** Opening THE INPUT block **

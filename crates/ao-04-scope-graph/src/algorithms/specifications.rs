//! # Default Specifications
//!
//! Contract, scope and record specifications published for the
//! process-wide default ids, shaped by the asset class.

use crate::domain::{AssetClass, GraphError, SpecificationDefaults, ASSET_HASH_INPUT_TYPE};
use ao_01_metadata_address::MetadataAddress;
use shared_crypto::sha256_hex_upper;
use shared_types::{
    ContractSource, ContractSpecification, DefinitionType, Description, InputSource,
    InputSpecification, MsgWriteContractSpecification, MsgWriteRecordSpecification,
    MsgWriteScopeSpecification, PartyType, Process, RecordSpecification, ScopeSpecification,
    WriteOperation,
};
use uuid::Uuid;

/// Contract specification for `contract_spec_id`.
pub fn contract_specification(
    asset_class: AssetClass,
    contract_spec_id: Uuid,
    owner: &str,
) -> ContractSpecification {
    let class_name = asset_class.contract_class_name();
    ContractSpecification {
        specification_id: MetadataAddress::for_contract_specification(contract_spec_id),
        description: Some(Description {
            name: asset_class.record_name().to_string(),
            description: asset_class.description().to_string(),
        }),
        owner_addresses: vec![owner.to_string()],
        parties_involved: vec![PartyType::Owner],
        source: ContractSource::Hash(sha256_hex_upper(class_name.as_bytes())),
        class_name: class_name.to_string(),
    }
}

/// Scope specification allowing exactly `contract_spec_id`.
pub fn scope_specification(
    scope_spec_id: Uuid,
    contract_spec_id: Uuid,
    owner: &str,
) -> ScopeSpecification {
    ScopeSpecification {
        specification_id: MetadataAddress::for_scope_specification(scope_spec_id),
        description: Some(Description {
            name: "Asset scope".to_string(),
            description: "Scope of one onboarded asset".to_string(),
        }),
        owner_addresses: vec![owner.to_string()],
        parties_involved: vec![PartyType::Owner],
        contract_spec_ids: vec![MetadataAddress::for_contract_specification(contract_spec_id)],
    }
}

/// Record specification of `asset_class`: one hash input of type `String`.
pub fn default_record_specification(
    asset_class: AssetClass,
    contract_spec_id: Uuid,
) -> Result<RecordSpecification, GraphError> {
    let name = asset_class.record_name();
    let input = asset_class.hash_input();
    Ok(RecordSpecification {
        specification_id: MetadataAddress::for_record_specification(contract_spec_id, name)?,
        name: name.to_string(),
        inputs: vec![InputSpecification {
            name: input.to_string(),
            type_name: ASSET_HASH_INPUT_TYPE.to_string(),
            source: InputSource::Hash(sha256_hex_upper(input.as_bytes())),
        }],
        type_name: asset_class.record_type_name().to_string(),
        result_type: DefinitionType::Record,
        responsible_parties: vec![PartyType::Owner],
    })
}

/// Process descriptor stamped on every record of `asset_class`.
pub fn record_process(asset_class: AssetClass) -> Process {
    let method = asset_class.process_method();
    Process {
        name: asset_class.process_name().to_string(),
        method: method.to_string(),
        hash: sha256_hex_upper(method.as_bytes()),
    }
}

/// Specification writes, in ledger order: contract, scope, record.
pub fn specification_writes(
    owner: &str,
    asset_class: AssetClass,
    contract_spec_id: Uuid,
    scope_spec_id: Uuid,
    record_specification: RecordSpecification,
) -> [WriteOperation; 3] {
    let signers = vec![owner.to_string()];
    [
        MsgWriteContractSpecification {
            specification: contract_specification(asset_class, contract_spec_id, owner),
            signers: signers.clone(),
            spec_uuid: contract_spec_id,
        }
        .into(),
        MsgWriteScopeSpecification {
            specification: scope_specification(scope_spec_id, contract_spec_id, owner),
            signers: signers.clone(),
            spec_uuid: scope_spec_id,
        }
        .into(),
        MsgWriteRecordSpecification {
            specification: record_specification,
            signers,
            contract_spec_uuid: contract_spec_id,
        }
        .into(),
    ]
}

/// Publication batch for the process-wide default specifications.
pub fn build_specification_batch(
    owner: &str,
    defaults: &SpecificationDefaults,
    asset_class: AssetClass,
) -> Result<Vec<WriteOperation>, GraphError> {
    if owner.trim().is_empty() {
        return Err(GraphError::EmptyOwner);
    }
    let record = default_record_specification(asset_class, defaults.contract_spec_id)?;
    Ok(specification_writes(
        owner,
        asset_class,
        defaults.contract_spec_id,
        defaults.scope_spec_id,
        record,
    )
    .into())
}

** Closing THE INPUT block **
** Opening THE INPUT block **

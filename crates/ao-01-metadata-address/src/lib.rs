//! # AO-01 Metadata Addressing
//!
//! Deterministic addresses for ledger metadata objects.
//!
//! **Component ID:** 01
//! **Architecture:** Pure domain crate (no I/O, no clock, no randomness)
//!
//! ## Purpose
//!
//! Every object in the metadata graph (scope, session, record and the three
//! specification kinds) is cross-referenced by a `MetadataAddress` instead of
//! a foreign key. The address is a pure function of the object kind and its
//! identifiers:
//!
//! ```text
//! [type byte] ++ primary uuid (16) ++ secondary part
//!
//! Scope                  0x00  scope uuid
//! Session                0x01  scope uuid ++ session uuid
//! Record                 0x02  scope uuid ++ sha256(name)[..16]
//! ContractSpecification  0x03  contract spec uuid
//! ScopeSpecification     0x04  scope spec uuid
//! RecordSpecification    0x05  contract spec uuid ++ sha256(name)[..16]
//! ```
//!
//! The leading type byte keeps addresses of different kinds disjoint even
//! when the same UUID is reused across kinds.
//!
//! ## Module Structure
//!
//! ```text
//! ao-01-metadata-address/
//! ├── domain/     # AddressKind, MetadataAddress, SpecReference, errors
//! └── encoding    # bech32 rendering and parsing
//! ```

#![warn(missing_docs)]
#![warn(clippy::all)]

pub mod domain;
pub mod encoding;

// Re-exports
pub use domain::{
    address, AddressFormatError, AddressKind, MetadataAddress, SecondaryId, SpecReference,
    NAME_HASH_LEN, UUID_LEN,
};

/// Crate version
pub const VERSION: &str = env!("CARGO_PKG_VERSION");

** Closing THE INPUT block **

ACTIVITY: Copy each line of the data that contains the word "ledger", leaving the other lines out.

RESPONSE BELOW:
/// Specification writes, in ledger order: contract, scope, record.
//! Deterministic addresses for ledger metadata objects.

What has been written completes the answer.